** Information given follows **

//! Error types for bundle operations.

use std::path::PathBuf;
use thiserror::Error;

/// Errors that can occur during bundle operations.
#[derive(Error, Debug)]
pub enum BundleError {
    /// The bundle directory is already present on disk.
    ///
    /// Bundles are never merged into a leftover directory; a second run in
    /// the same second collides here.
    #[error("incident bundle already exists: {}", path.display())]
    AlreadyExists { path: PathBuf },

    /// I/O error creating or writing part of the bundle
    #[error("I/O error at {}: {source}", path.display())]
    Io {
        path: PathBuf,
        #[source]
        source: std::io::Error,
    },

    /// JSON serialization/deserialization error
    #[error("JSON error: {0}")]
    Json(#[from] serde_json::Error),

    /// Manifest written by an incompatible version
    #[error("unsupported manifest schema version: {version} (supported: {supported})")]
    UnsupportedVersion { version: String, supported: String },

    /// Manifest content is structurally wrong
    #[error("corrupted manifest: {0}")]
    CorruptedManifest(String),
}

impl BundleError {
    pub(crate) fn io(path: impl Into<PathBuf>, source: std::io::Error) -> Self {
        BundleError::Io {
            path: path.into(),
            source,
        }
    }
}

/// Result type alias for bundle operations.
pub type Result<T> = std::result::Result<T, BundleError>;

** End of Information given **

Aim of the exercise: Could you output every entry from the listing above without altering a word?

Answer section:
//! Error types for bundle operations.

use std::path::PathBuf;
use thiserror::Error;

/// Errors that can occur during bundle operations.
#[derive(Error, Debug)]
pub enum BundleError {
    /// The bundle directory is already present on disk.
    ///
    /// Bundles are never merged into a leftover directory; a second run in
    /// the same second collides here.
    #[error("incident bundle already exists: {}", path.display())]
    AlreadyExists { path: PathBuf },

    /// I/O error creating or writing part of the bundle
    #[error("I/O error at {}: {source}", path.display())]
    Io {
        path: PathBuf,
        #[source]
        source: std::io::Error,
    },

    /// JSON serialization/deserialization error
    #[error("JSON error: {0}")]
    Json(#[from] serde_json::Error),

    /// Manifest written by an incompatible version
    #[error("unsupported manifest schema version: {version} (supported: {supported})")]
    UnsupportedVersion { version: String, supported: String },

    /// Manifest content is structurally wrong
    #[error("corrupted manifest: {0}")]
    CorruptedManifest(String),
}

impl BundleError {
    pub(crate) fn io(path: impl Into<PathBuf>, source: std::io::Error) -> Self {
        BundleError::Io {
            path: path.into(),
            source,
        }
    }
}

/// Result type alias for bundle operations.
pub type Result<T> = std::result::Result<T, BundleError>;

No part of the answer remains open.